Channel Performance and Tuning List of available tuning parameters for each channels Band width: maximum band-width for channel Number of concurrent files: number of concurrent file transfer per channel Number of streams: number of TCP streams per one transfer TCP block size: tcp block size for stream Transfer timeout: timeout for one file transfer Number of retry: number of retry per request.

Channel Performance and Tuning continue… Tuning/Benchmarking has been done from BNL dCache to UC and UTA storages. Some parameters are not compatible for each sites For example, TCP block size of 1MB may cause the crash to UTA storage while it is appropriate for UC. BNL-UTA channel ~ 10 MB/s BNL-UC channel ~ at least 40 MB/s It could be done to all sites if necessary???

FTS Experience Current FTS server is quite capable for supporting the current level of usage. If necessary, each channel services can be separated to different machines. The retry intervals for FTS channels need to be investigated. When a FTS transfer fails with a lot of waiting queues, it is observed that the next queue starts too quickly, causing the DoS like attack to SRM server. This has been observed in a last few weeks after the global installation/operation of DQ2 services. For the transfer from BNL to ASGC, ASGC SRM was not working. This caused high rate of SRM request to BNL SRM server (dcsrm), making BNL SRM server almost inoperative. The rate of SRM requests were about 10 Hz from ASGC. The fact that the FTS channel used for BNL-ASGC had 50 concurrent channels made things worse. Similar incidents have been observed due to PIC SRM problem and BNL own SRM problem.

FTS Experience continue… Possible STAR channels problems At the time of ASGC-BNL problem, the transfer was using STAR-ASGC channel. This means that stopping this channel for BNL could have force ASGC to stop entire transfer to ASGC. (ASGC has created ASGC-BNL channel since that time.) It is highly preferable for Tier1 storage managers to be channel managers of all transfers in/out of own Tier1 storage.
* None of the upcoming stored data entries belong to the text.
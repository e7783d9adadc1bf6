//! Source ingestion: type gate, size limits, and decode.

use image::{DynamicImage, GenericImageView};
use std::io::Cursor;
use std::path::Path;

use super::format::{declared_type_for_path, mime_for_image_format};
use super::preview::{PreviewHandle, PreviewRegistry};
use crate::config::LimitsConfig;
use crate::error::{PipelineError, PipelineResult};

/// A user-supplied file before any validation.
#[derive(Debug, Clone)]
pub struct SourceCandidate {
    /// Name shown to the user and used for export naming
    pub name: String,
    /// Media type as declared by the selection (never sniffed)
    pub declared_type: Option<String>,
    /// File contents
    pub bytes: Vec<u8>,
}

impl SourceCandidate {
    /// Create a candidate from in-memory data.
    pub fn new(name: impl Into<String>, declared_type: Option<&str>, bytes: Vec<u8>) -> Self {
        Self {
            name: name.into(),
            declared_type: declared_type.map(str::to_string),
            bytes,
        }
    }

    /// Read a candidate from disk. The declared type comes from the extension.
    pub fn from_path(path: &Path) -> PipelineResult<Self> {
        if !path.exists() {
            return Err(PipelineError::FileNotFound(path.to_path_buf()));
        }
        let name = path
            .file_name()
            .and_then(|n| n.to_str())
            .unwrap_or("unknown")
            .to_string();
        let bytes = std::fs::read(path).map_err(|e| PipelineError::DecodeFailure {
            name: name.clone(),
            message: format!("Cannot read file: {e}"),
        })?;
        Ok(Self {
            name,
            declared_type: declared_type_for_path(path),
            bytes,
        })
    }

    /// Whether the declared type is in the `image/` category.
    pub fn has_image_type(&self) -> bool {
        self.declared_type
            .as_deref()
            .is_some_and(|t| t.trim().to_ascii_lowercase().starts_with("image/"))
    }

    fn type_error(&self) -> PipelineError {
        PipelineError::InvalidType {
            name: self.name.clone(),
            declared: self
                .declared_type
                .clone()
                .unwrap_or_else(|| "none".to_string()),
        }
    }
}

/// Outcome of the file selection boundary.
#[derive(Debug, Default)]
pub struct Selection {
    /// Candidates that may enter a run, in input order
    pub accepted: Vec<SourceCandidate>,
    /// One `InvalidType` error per rejected candidate
    pub rejected: Vec<PipelineError>,
}

/// Split candidates by declared media type before any processing starts.
pub fn select(candidates: Vec<SourceCandidate>) -> Selection {
    let mut selection = Selection::default();
    for candidate in candidates {
        if candidate.has_image_type() {
            selection.accepted.push(candidate);
        } else {
            tracing::warn!(
                "Rejected {}: declared type {:?} is not an image",
                candidate.name,
                candidate.declared_type
            );
            selection.rejected.push(candidate.type_error());
        }
    }
    selection
}

/// A successfully decoded source. Immutable once created.
pub struct SourceImage {
    raw_bytes: Vec<u8>,
    mime_type: String,
    width: u32,
    height: u32,
    display_name: String,
    decoded: DynamicImage,
}

impl SourceImage {
    pub fn raw_bytes(&self) -> &[u8] {
        &self.raw_bytes
    }

    /// Media type of the decoded container (falls back to the declared type)
    pub fn mime_type(&self) -> &str {
        &self.mime_type
    }

    pub fn width(&self) -> u32 {
        self.width
    }

    pub fn height(&self) -> u32 {
        self.height
    }

    pub fn original_byte_size(&self) -> u64 {
        self.raw_bytes.len() as u64
    }

    pub fn display_name(&self) -> &str {
        &self.display_name
    }

    /// The decoded raster.
    pub fn image(&self) -> &DynamicImage {
        &self.decoded
    }
}

impl std::fmt::Debug for SourceImage {
    fn fmt(&self, f: &mut std::fmt::Formatter<'_>) -> std::fmt::Result {
        f.debug_struct("SourceImage")
            .field("display_name", &self.display_name)
            .field("mime_type", &self.mime_type)
            .field("width", &self.width)
            .field("height", &self.height)
            .field("original_byte_size", &self.original_byte_size())
            .finish()
    }
}

/// A decoded source plus the preview handle allocated for it.
#[derive(Debug)]
pub struct Ingested {
    pub source: SourceImage,
    /// Revoked when dropped; keep it alive while the preview is shown
    pub preview: PreviewHandle,
}

/// Validates candidates and decodes them into [`SourceImage`]s.
#[derive(Debug, Clone)]
pub struct SourceIngestor {
    limits: LimitsConfig,
    previews: PreviewRegistry,
}

impl SourceIngestor {
    /// Create an ingestor with the given limits, issuing previews from `previews`.
    pub fn new(limits: LimitsConfig, previews: PreviewRegistry) -> Self {
        Self { limits, previews }
    }

    /// The registry previews are issued from.
    pub fn previews(&self) -> &PreviewRegistry {
        &self.previews
    }

    /// Validate and decode one candidate.
    ///
    /// Decoding runs on the blocking thread pool; this is the only await
    /// point of ingestion.
    pub async fn ingest(&self, candidate: SourceCandidate) -> PipelineResult<Ingested> {
        if !candidate.has_image_type() {
            return Err(candidate.type_error());
        }

        let max_bytes = self.limits.max_file_size_mb * 1024 * 1024;
        if candidate.bytes.len() as u64 > max_bytes {
            return Err(PipelineError::FileTooLarge {
                name: candidate.name,
                size_mb: candidate.bytes.len() as u64 / (1024 * 1024),
                max_mb: self.limits.max_file_size_mb,
            });
        }

        let name = candidate.name.clone();
        let source = tokio::task::spawn_blocking(move || decode_sync(candidate))
            .await
            .map_err(|e| PipelineError::DecodeFailure {
                name,
                message: format!("Task join error: {e}"),
            })??;

        let max_dim = self.limits.max_image_dimension;
        if source.width > max_dim || source.height > max_dim {
            return Err(PipelineError::ImageTooLarge {
                name: source.display_name,
                width: source.width,
                height: source.height,
                max_dim,
            });
        }

        let preview = self.previews.acquire(&source.decoded);
        tracing::debug!(
            "Ingested {} ({}x{}, {} bytes, {})",
            source.display_name,
            source.width,
            source.height,
            source.original_byte_size(),
            source.mime_type
        );
        Ok(Ingested { source, preview })
    }
}

/// Synchronous decode (runs in spawn_blocking).
fn decode_sync(candidate: SourceCandidate) -> PipelineResult<SourceImage> {
    let SourceCandidate {
        name,
        declared_type,
        bytes,
    } = candidate;

    let reader = image::ImageReader::new(Cursor::new(bytes.as_slice()))
        .with_guessed_format()
        .map_err(|e| PipelineError::DecodeFailure {
            name: name.clone(),
            message: format!("Cannot detect image format: {e}"),
        })?;
    let mime_type = reader
        .format()
        .map(mime_for_image_format)
        .or(declared_type)
        .unwrap_or_else(|| "application/octet-stream".to_string());
    let decoded = reader.decode().map_err(|e| PipelineError::DecodeFailure {
        name: name.clone(),
        message: e.to_string(),
    })?;

    let (width, height) = decoded.dimensions();
    Ok(SourceImage {
        raw_bytes: bytes,
        mime_type,
        width,
        height,
        display_name: name,
        decoded,
    })
}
Proposed destination STAR channel will make management even more difficult in the case of DoS like condition since the transfer can be mediated by any FTS severs. (Stopping/slowing via firewall works, but turning a FTS channel off/slowing that channel is far more simple.) One user can dominate the entire transfer of one end storage end point if that site has only STAR-channel. No tuning is available for each site. Accounting/statistic of FTS transfers are not available currently.